** Opening Task input block **
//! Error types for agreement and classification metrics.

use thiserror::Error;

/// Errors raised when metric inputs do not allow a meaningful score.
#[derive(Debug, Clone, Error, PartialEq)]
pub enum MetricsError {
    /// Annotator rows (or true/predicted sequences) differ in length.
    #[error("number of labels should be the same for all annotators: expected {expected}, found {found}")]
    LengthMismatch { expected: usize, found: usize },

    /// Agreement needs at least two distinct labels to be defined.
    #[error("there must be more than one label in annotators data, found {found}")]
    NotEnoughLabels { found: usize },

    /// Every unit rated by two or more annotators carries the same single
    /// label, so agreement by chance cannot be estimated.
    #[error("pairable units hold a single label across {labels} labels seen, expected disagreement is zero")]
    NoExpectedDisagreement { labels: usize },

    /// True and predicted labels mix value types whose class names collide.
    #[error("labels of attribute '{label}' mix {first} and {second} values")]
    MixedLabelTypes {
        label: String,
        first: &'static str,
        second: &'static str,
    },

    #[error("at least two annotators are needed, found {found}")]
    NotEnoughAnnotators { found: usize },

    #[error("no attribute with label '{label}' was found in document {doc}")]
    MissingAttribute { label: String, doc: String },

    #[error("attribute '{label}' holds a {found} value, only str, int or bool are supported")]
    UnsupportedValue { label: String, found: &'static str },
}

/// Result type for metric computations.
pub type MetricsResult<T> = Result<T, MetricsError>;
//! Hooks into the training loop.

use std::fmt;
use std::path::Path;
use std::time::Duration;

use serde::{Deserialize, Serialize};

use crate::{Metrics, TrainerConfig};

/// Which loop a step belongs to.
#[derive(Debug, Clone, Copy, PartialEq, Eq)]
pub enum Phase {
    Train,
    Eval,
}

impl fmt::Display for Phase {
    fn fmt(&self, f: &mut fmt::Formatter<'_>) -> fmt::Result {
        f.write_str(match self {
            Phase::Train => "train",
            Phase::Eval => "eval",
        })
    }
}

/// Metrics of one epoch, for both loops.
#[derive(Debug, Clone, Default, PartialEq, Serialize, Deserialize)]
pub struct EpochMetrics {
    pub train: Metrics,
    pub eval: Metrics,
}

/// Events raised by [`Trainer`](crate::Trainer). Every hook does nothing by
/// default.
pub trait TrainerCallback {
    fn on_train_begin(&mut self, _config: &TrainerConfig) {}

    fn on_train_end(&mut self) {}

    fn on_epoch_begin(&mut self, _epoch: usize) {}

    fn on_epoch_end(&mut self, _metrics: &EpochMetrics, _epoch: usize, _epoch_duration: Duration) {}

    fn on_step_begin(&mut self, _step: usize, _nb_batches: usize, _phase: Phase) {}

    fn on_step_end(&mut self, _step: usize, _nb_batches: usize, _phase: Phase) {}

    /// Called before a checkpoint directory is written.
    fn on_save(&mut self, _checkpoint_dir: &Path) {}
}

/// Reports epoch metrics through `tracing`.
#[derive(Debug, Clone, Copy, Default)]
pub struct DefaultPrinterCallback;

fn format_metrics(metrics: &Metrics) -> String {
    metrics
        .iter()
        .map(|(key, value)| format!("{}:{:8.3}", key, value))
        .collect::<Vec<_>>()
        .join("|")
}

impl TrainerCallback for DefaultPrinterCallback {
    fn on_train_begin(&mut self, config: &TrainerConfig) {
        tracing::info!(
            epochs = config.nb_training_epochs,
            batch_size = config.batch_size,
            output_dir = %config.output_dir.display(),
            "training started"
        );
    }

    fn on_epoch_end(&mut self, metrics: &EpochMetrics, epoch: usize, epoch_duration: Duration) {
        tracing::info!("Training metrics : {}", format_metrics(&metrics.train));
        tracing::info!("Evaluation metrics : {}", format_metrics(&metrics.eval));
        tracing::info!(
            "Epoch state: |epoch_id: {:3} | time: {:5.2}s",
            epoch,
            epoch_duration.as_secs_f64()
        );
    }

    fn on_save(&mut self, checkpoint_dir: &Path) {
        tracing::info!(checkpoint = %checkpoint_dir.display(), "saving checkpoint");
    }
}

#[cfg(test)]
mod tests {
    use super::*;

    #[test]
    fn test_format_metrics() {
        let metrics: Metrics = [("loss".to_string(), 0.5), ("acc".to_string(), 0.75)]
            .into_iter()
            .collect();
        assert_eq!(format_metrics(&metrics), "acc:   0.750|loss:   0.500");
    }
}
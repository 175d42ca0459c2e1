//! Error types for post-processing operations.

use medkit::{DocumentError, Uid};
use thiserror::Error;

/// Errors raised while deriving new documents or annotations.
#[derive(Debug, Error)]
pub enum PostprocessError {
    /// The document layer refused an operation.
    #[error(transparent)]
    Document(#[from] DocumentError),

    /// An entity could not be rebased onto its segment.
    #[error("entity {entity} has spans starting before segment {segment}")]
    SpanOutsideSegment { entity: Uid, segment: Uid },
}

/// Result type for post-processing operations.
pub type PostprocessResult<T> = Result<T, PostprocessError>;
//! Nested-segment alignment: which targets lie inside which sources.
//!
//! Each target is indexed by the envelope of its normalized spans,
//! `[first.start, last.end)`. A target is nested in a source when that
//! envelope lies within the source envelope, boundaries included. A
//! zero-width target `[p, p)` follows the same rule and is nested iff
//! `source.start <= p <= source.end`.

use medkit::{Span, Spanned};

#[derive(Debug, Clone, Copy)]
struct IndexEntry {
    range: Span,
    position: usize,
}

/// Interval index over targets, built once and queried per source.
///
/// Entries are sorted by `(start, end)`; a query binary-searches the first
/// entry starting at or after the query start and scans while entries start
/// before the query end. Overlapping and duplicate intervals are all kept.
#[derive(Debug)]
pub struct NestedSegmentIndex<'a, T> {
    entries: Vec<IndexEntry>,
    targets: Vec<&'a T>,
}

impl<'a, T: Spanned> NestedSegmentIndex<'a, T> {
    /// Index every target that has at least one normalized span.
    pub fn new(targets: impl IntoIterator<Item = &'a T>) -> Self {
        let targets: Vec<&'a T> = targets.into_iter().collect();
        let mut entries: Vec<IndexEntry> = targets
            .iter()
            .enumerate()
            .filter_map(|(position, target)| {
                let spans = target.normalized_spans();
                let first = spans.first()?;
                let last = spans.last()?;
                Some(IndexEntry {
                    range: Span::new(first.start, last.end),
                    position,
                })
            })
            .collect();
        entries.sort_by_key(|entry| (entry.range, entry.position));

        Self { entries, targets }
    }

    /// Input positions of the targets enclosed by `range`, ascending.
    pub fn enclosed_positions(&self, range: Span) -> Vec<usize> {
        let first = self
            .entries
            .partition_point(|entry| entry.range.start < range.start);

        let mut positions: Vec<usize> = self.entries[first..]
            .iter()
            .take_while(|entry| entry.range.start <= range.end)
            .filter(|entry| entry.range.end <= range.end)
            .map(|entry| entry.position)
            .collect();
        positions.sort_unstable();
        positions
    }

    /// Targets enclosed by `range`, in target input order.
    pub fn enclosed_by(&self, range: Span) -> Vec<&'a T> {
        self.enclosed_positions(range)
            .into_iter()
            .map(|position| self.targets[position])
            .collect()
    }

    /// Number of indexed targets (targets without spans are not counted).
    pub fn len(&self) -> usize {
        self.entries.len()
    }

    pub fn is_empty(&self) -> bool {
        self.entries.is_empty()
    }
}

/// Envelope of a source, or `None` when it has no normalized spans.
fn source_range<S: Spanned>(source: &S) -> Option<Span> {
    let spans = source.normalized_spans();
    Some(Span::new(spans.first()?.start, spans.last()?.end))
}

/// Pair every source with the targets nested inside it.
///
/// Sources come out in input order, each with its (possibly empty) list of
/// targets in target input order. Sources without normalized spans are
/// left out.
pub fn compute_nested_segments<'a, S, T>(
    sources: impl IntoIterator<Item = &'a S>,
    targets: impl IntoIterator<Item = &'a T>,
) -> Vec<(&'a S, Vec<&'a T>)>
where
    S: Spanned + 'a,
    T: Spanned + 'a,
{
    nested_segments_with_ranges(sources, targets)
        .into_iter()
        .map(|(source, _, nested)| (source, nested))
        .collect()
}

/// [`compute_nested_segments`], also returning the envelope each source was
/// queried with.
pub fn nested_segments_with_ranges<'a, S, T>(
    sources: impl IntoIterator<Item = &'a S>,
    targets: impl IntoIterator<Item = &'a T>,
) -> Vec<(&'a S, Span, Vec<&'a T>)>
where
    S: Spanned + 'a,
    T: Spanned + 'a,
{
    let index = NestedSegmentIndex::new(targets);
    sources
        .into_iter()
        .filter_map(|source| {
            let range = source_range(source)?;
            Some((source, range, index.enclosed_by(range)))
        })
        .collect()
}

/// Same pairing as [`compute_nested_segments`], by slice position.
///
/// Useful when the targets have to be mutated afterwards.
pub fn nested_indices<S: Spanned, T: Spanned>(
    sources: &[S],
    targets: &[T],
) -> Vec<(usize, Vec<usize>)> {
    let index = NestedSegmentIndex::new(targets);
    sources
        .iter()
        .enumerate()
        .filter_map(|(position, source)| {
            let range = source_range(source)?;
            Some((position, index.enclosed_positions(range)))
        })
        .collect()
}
** Closing Task input block **
Problem: Scan the lines above for "let last = spans.last()?;" and for "pub fn enclosed_positions(&self, range: Span)". Repeat exactly the line holding each of them and every line in between.

Written response:
                let last = spans.last()?;
                Some(IndexEntry {
                    range: Span::new(first.start, last.end),
                    position,
                })
            })
            .collect();
        entries.sort_by_key(|entry| (entry.range, entry.position));

        Self { entries, targets }
    }

    /// Input positions of the targets enclosed by `range`, ascending.
    pub fn enclosed_positions(&self, range: Span) -> Vec<usize> {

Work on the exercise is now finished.